En Cine y Series miércoles, 3 de abril de 2024

Javi Cózar

Javi Cózar

PERFIL

Se suele decir, y creo que con buen criterio, que el cine de John Hughes supo capturar el angst de la juventud de los años 80 y describir certeramente sus inquietudes, sus obsesiones, su manera de entender la vida. No me da la impresión, sin embargo, de que se haya hablado tanto de cómo Martin Scorsese atrapó en After Hours (1985) las preocupaciones del americano medio, canalizándolas en una película tan delirante como dramática. Una película que ha recibido una remasterización en 4K, presentada en el pasado Festival de Berlín, gracias a la cual luce de manera más espectacular, si cabe, de lo que ya lucía hasta ahora.

La génesis de esta película (pido disculpas, pero no pienso mencionarla con el lamentable título que recibió en España) es bien conocida: Scorsese salía del varapalo personal que le supuso que Paramount cancelara a última hora su querido proyecto La última tentación de Cristo (que conseguiría rodar finalmente en 1988) y necesitaba filmar algo rápido y fácil. Griffin Dunne y Amy Robinson, productores que ya tenían algún éxito previo, tenían entre manos el guion de Joseph Minion, que en principio habían asignado a un director que todavía no había dirigido ninguna película y que respondía al nombre de Tim Burton. Pero el guion cayó en manos de Scorsese, le encantó, y cuando Burton se enteró decidió apartarse del proyecto en un gesto de cortesía y respeto que le honra.

La historia que plantea After Hours es realmente curiosa: Paul Hackett (Griffin Dunne), un neoyorquino corriente que se gana la vida como procesador de datos, acaba una rutinaria jornada de trabajo y decide cenar fuera. En el restaurante conoce a Marcy (Rosanna Arquette), atractiva mujer con quien termina quedando en el apartamento que ella comparte con la escultora Kiki (Linda Fiorentino). A partir de ahí se desencadena una sucesión de hechos inesperados que ponen a prueba la capacidad de resistencia de Hackett y su determinación de volver a casa para dormir antes de volver al trabajo el día siguiente.

After Hours

Para empezar, resulta sorprendente cómo un material ajeno acaba encajando de manera tan admirable en el universo cinematográfico de Scorsese. Por ejemplo, el concepto de pecado y de expiación que, sin ser mencionados de manera explícita, pueden leerse detrás de las desventuras de Hackett: obviamente, toda la noche empieza porque el protagonista ha visto en Marcy una posibilidad clara de echar un polvo, y de hecho es lo que intenta en un momento dado de la noche. Todo se tuerce a partir de ese momento, y la frustrada aventura sexual de Hackett deriva en su desesperado intento de volver a casa. Pero cuanto más lo intenta, con más personajes estrafalarios se tropieza y más dificultades se interponen en su camino: todo lo que le ocurre, pues, puede entenderse como un castigo divino por haber dado rienda suelta a sus instintos sexuales.

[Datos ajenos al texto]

use crate::compiler::{compile, CompiledSchema};
use crate::error::{BlockPressError, Result};
use crate::flatmap::FlatEntry;
use crate::registry::Registry;
use crate::rehydrate::{
    flatten_layout, select_layout, BlockMeta, RehydratedItem, Rehydrator, ValueResolver,
};
use crate::render_cache::{CacheKey, RenderCache, RenderPass, Rendered, TemplateRenderer};
use crate::schema::{load_definitions, DefinitionFile, GeneratorRegistry, Settings};
use crate::system_db::SystemDb;
use crate::validation::{self, ValidationResult};
use crate::watcher::DefinitionWatcher;
use serde_json::{json, Map, Value};
use std::path::{Path, PathBuf};
use std::sync::{Arc, Mutex, MutexGuard, RwLock, RwLockReadGuard};

/// Definition file at the root of a data directory.
pub const CONFIG_FILE: &str = "blockpress.yaml";

/// System database inside a data directory.
pub const SYSTEM_DB_FILE: &str = "_system.db";

/// The main entry point for BlockPress.
///
/// Owns the definitions, the currently published compiled schema with its
/// flat index, the render cache and the system database. A compilation pass
/// either publishes a complete schema or leaves the previous one in place.
pub struct Builder {
    root: Option<PathBuf>,
    generators: GeneratorRegistry,
    definitions: RwLock<DefinitionFile>,
    published: RwLock<Option<Arc<CompiledSchema>>>,
    cache: RenderCache,
    db: Mutex<SystemDb>,
}

impl Builder {
    /// Open a BlockPress data directory.
    /// Parses blockpress.yaml (and its includes), opens/creates _system.db and
    /// runs the boot lifecycle.
    pub fn open(path: &str) -> Result<Self> {
        Self::open_with_generators(path, GeneratorRegistry::with_builtins())
    }

    /// Open a data directory with a custom set of field generators.
    pub fn open_with_generators(path: &str, generators: GeneratorRegistry) -> Result<Self> {
        let root = PathBuf::from(path);
        if !root.exists() {
            return Err(BlockPressError::Other(format!(
                "Data directory does not exist: {}",
                root.display()
            )));
        }

        let config_path = root.join(CONFIG_FILE);
        if !config_path.exists() {
            return Err(BlockPressError::Config(format!(
                "{CONFIG_FILE} not found in {}",
                root.display()
            )));
        }

        let definitions = load_definitions(&config_path)?;
        let db = SystemDb::open(&root.join(SYSTEM_DB_FILE))?;
        let builder = Builder::assemble(Some(root), definitions, generators, db);

        builder.boot()?;
        let loaded = builder.cache.load_from_db(&builder.db())?;
        if loaded > 0 {
            log::debug!("Loaded {loaded} persisted render cache entries");
        }

        Ok(builder)
    }

    /// Build from in-memory definitions with an in-memory system database.
    pub fn from_definitions(definitions: DefinitionFile, generators: GeneratorRegistry) -> Result<Self> {
        let db = SystemDb::open_in_memory()?;
        let builder = Builder::assemble(None, definitions, generators, db);
        builder.boot()?;
        Ok(builder)
    }

    fn assemble(
        root: Option<PathBuf>,
        definitions: DefinitionFile,
        generators: GeneratorRegistry,
        db: SystemDb,
    ) -> Self {
        let cache = RenderCache::from_settings(&definitions.settings);
        Builder {
            root,
            generators,
            definitions: RwLock::new(definitions),
            published: RwLock::new(None),
            cache,
            db: Mutex::new(db),
        }
    }

    /// Boot lifecycle: compile and publish, or fall back to the last recorded schema
    fn boot(&self) -> Result<()> {
        let error = match self.compile() {
            Ok(_) => return Ok(()),
            Err(e) => e,
        };

        let Some(record) = self.db().get_last_schema()? else {
            return Err(error);
        };
        let schema: CompiledSchema = serde_json::from_str(&record.schema_json)?;
        log::warn!(
            "Compilation failed ({error}); serving last-good schema {} recorded at {}",
            record.hash,
            record.created_at
        );
        self.publish(Arc::new(schema));
        Ok(())
    }

    // ── Compilation ──────────────────────────────────────────────────

    /// Compile the current definitions and publish the result.
    ///
    /// A new definition hash is recorded in the schema history together with
    /// the compiled schema and flat index, and invalidates cached renderings.
    /// On failure nothing is published and the previous schema keeps serving.
    pub fn compile(&self) -> Result<Arc<CompiledSchema>> {
        let definitions = self.read_definitions().clone();
        let compiled = Registry::build(definitions, &self.generators).and_then(|r| compile(&r));
        let schema = match compiled {
            Ok(schema) => Arc::new(schema),
            Err(e) => {
                if self.published().is_some() {
                    log::warn!("Compilation failed, keeping the published schema: {e}");
                }
                return Err(e);
            }
        };

        {
            let db = self.db();
            if db.get_last_schema_hash()?.as_deref() != Some(schema.source_hash.as_str()) {
                db.record_schema(&schema.source_hash, &serde_json::to_string(schema.as_ref())?)?;
                db.clear_cache()?;
            }
        }

        let changed = self
            .published()
            .map(|previous| previous.source_hash != schema.source_hash)
            .unwrap_or(false);
        if changed {
            self.cache.clear();
        }

        self.publish(schema.clone());
        Ok(schema)
    }

    /// Re-read the definition files from disk and recompile.
    ///
    /// A parse failure leaves both the definitions and the published schema untouched.
    pub fn reload(&self) -> Result<Arc<CompiledSchema>> {
        let root = self.require_root()?;
        let definitions = load_definitions(&root.join(CONFIG_FILE))?;
        self.set_definitions(definitions)
    }

    /// Replace the definitions and recompile.
    pub fn set_definitions(&self, definitions: DefinitionFile) -> Result<Arc<CompiledSchema>> {
        *self
            .definitions
            .write()
            .unwrap_or_else(|poisoned| poisoned.into_inner()) = definitions;
        self.compile()
    }

    fn publish(&self, schema: Arc<CompiledSchema>) {
        log::info!(
            "Published schema {} ({} nodes)",
            schema.source_hash,
            schema.flatmap.len()
        );
        *self
            .published
            .write()
            .unwrap_or_else(|poisoned| poisoned.into_inner()) = Some(schema);
    }

    fn published(&self) -> Option<Arc<CompiledSchema>> {
        self.published
            .read()
            .unwrap_or_else(|poisoned| poisoned.into_inner())
            .clone()
    }

    // ── Accessors ────────────────────────────────────────────────────

    /// The currently published schema.
    pub fn schema(&self) -> Result<Arc<CompiledSchema>> {
        self.published()
            .ok_or_else(|| BlockPressError::Other("No schema has been published".into()))
    }

    pub fn settings(&self) -> Settings {
        self.read_definitions().settings.clone()
    }

    pub fn definitions(&self) -> DefinitionFile {
        self.read_definitions().clone()
    }

    /// Get the root path of the data directory, if there is one.
    pub fn root(&self) -> Option<&Path> {
        self.root.as_deref()
    }

    pub fn cache(&self) -> &RenderCache {
        &self.cache
    }

    /// Look up a compiled node id in the published flat index.
    pub fn lookup(&self, id: &str) -> Result<Option<FlatEntry>> {
        Ok(self.schema()?.flatmap.lookup(id).cloned())
    }

    // ── Data ─────────────────────────────────────────────────────────

    /// Rehydrate the stored rows of one layout against the published schema.
    pub fn rehydrate_layout(
        &self,
        layout: &str,
        rows: &[Value],
        resolver: &dyn ValueResolver,
    ) -> Result<Vec<Value>> {
        let schema = self.schema()?;
        Ok(Rehydrator::new(&schema.flatmap, resolver).rehydrate_layout(layout, rows))
    }

    /// Rehydrate a content item from its builder row.
    ///
    /// The row holds the enable toggle, the layout select and one block
    /// collection per layout, keyed by compiled id. `None` when the builder is
    /// switched off for the item.
    pub fn rehydrate_item(
        &self,
        row: &Map<String, Value>,
        resolver: &dyn ValueResolver,
    ) -> Result<Option<RehydratedItem>> {
        let schema = self.schema()?;
        let Some(selected) = select_layout(&schema.flatmap, row)? else {
            return Ok(None);
        };
        let blocks = Rehydrator::new(&schema.flatmap, resolver)
            .rehydrate_layout(&selected.layout, &selected.rows);
        Ok(Some(RehydratedItem {
            layout: selected.layout,
            blocks,
        }))
    }

    /// Turn rehydrated blocks back into stored rows.
    pub fn flatten_layout(&self, blocks: &[Value]) -> Result<Vec<Value>> {
        let schema = self.schema()?;
        Ok(flatten_layout(&schema.flatmap, blocks))
    }

    // ── Rendering ────────────────────────────────────────────────────

    /// Whether request parameters ask for a cache bust (`settings.bust_param`).
    ///
    /// A bare flag or any value other than `0`/`false` counts as a request.
    pub fn bust_requested<'q, I>(&self, params: I) -> bool
    where
        I: IntoIterator<Item = (&'q str, &'q str)>,
    {
        let name = self.read_definitions().settings.bust_param.clone();
        params
            .into_iter()
            .any(|(key, value)| key == name && !matches!(value.trim(), "0" | "false"))
    }

    /// Start a render pass for one top-level request.
    pub fn begin_pass(&self, bust_requested: bool, privileged: bool) -> RenderPass {
        self.cache.begin_pass(bust_requested, privileged)
    }

    /// Render a content item from its builder row.
    ///
    /// `None` when the builder is switched off for the item.
    pub fn render_item(
        &self,
        pass: &RenderPass,
        item: &str,
        row: &Map<String, Value>,
        renderer: &dyn TemplateRenderer,
        resolver: &dyn ValueResolver,
    ) -> Result<Option<String>> {
        let schema = self.schema()?;
        let Some(selected) = select_layout(&schema.flatmap, row)? else {
            log::debug!("Builder disabled for item {item}");
            return Ok(None);
        };
        self.render_layout(pass, item, &selected.layout, &selected.rows, renderer, resolver)
            .map(Some)
    }

    /// Render a whole layout for one content item.
    ///
    /// Each top-level block is rendered through the cache under its position
    /// key; the joined output is cached again under the bare layout key unless
    /// a block rendered as a missing-template placeholder.
    pub fn render_layout(
        &self,
        pass: &RenderPass,
        item: &str,
        layout: &str,
        rows: &[Value],
        renderer: &dyn TemplateRenderer,
        resolver: &dyn ValueResolver,
    ) -> Result<String> {
        let key = CacheKey::layout(item, layout);
        let rendered = self.cache.get_or_render_tracked(pass, &key, || {
            let blocks = self.rehydrate_layout(layout, rows, resolver)?;
            let mut outputs = Vec::with_capacity(blocks.len());
            let mut cacheable = true;
            for block in &blocks {
                if BlockMeta::from_data(block).is_none() {
                    log::warn!("Skipping unrecognised row in layout '{layout}'");
                    continue;
                }
                let rendered = self.render_block_tracked(pass, item, block, renderer)?;
                cacheable &= rendered.cacheable;
                outputs.push(rendered.output);
            }

            let data = json!({ "item": item, "layout": layout, "blocks": blocks });
            let output = match renderer.render_layout(layout, &outputs, &data)? {
                Some(output) => output,
                None => outputs.join("\n"),
            };
            Ok(if cacheable {
                Rendered::new(output)
            } else {
                Rendered::transient(output)
            })
        })?;
        Ok(rendered.output)
    }

    /// Render one rehydrated block, nested or top-level, through the cache.
    pub fn render_block(
        &self,
        pass: &RenderPass,
        item: &str,
        data: &Value,
        renderer: &dyn TemplateRenderer,
    ) -> Result<String> {
        self.render_block_tracked(pass, item, data, renderer)
            .map(|rendered| rendered.output)
    }

    fn render_block_tracked(
        &self,
        pass: &RenderPass,
        item: &str,
        data: &Value,
        renderer: &dyn TemplateRenderer,
    ) -> Result<Rendered> {
        let meta = BlockMeta::from_data(data)
            .ok_or_else(|| BlockPressError::Render("Block data carries no _meta envelope".into()))?;
        let key = CacheKey::block(item, &meta);
        self.cache.get_or_render_tracked(pass, &key, || {
            renderer
                .render_block(&meta.layout, &meta.block, data)
                .map(Rendered::new)
        })
    }

    /// Persist the in-memory render cache to the system database.
    pub fn save_cache(&self) -> Result<()> {
        self.cache.save_to_db(&self.db())
    }

    /// Drop every cached rendering, in memory and persisted.
    pub fn clear_cache(&self) -> Result<usize> {
        let in_memory = self.cache.len();
        self.cache.clear();
        let persisted = self.db().clear_cache()?;
        Ok(in_memory.max(persisted))
    }

    // ── Maintenance ──────────────────────────────────────────────────

    /// Lint the current definitions without publishing.
    pub fn validate(&self) -> ValidationResult {
        validation::validate_definitions(&self.read_definitions(), &self.generators)
    }

    /// Watch the data directory for definition changes.
    pub fn watch(&self) -> Result<DefinitionWatcher> {
        Ok(DefinitionWatcher::start(self.require_root()?)?)
    }

    /// Get status information: published schema, history and cache stats.
    pub fn status(&self) -> Result<Value> {
        let schema = self.schema()?;
        let db = self.db();
        Ok(json!({
            "root": self.root.as_ref().map(|r| r.display().to_string()),
            "source_hash": schema.source_hash,
            "key_scheme": schema.key_scheme,
            "compiled_at": schema.compiled_at.to_rfc3339(),
            "layouts": schema.flatmap.layout_names().collect::<Vec<_>>(),
            "nodes": schema.flatmap.len(),
            "history": db.schema_history_count()?,
            "cache": {
                "enabled": self.cache.is_enabled(),
                "entries": self.cache.len(),
            },
        }))
    }

    fn require_root(&self) -> Result<&Path> {
        self.root()
            .ok_or_else(|| BlockPressError::Config("Builder has no data directory".into()))
    }

    fn read_definitions(&self) -> RwLockReadGuard<'_, DefinitionFile> {
        self.definitions
            .read()
            .unwrap_or_else(|poisoned| poisoned.into_inner())
    }

    fn db(&self) -> MutexGuard<'_, SystemDb> {
        self.db.lock().unwrap_or_else(|poisoned| poisoned.into_inner())
    }
}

El pecado, la culpa, el castigo son temas que vertebran la filmografía de Scorsese desde sus inicios y que aparecen, en formas a veces explícitas y a veces más sutiles, en muchas de sus películas. After Hours no solamente no es una excepción, sino que, de hecho, materializa la premonitoria frase que puede escucharse en una de las primeras películas de Scorsese, Malas calles (1973): “Los pecados no se redimen en la iglesia, se redimen en las calles”.

Esa variopinta galería de personajes con los que se encuentra Hackett en el transcurso de una sola noche es donde, seguramente, reside el alma del absurdo retrato que Scorsese dibuja de la noche del Nueva York de los años 80. La posición del protagonista ante todos ellos es casi siempre de perplejidad, lo que alimenta esa visión absurda. Y aquí es clave la presencia de Griffin Dunne quien, con una extraordinaria ductilidad en su rostro, es capaz de transmitir toda esa perplejidad en uno de los one man shows cinematográficos más hilarantes que recuerdo.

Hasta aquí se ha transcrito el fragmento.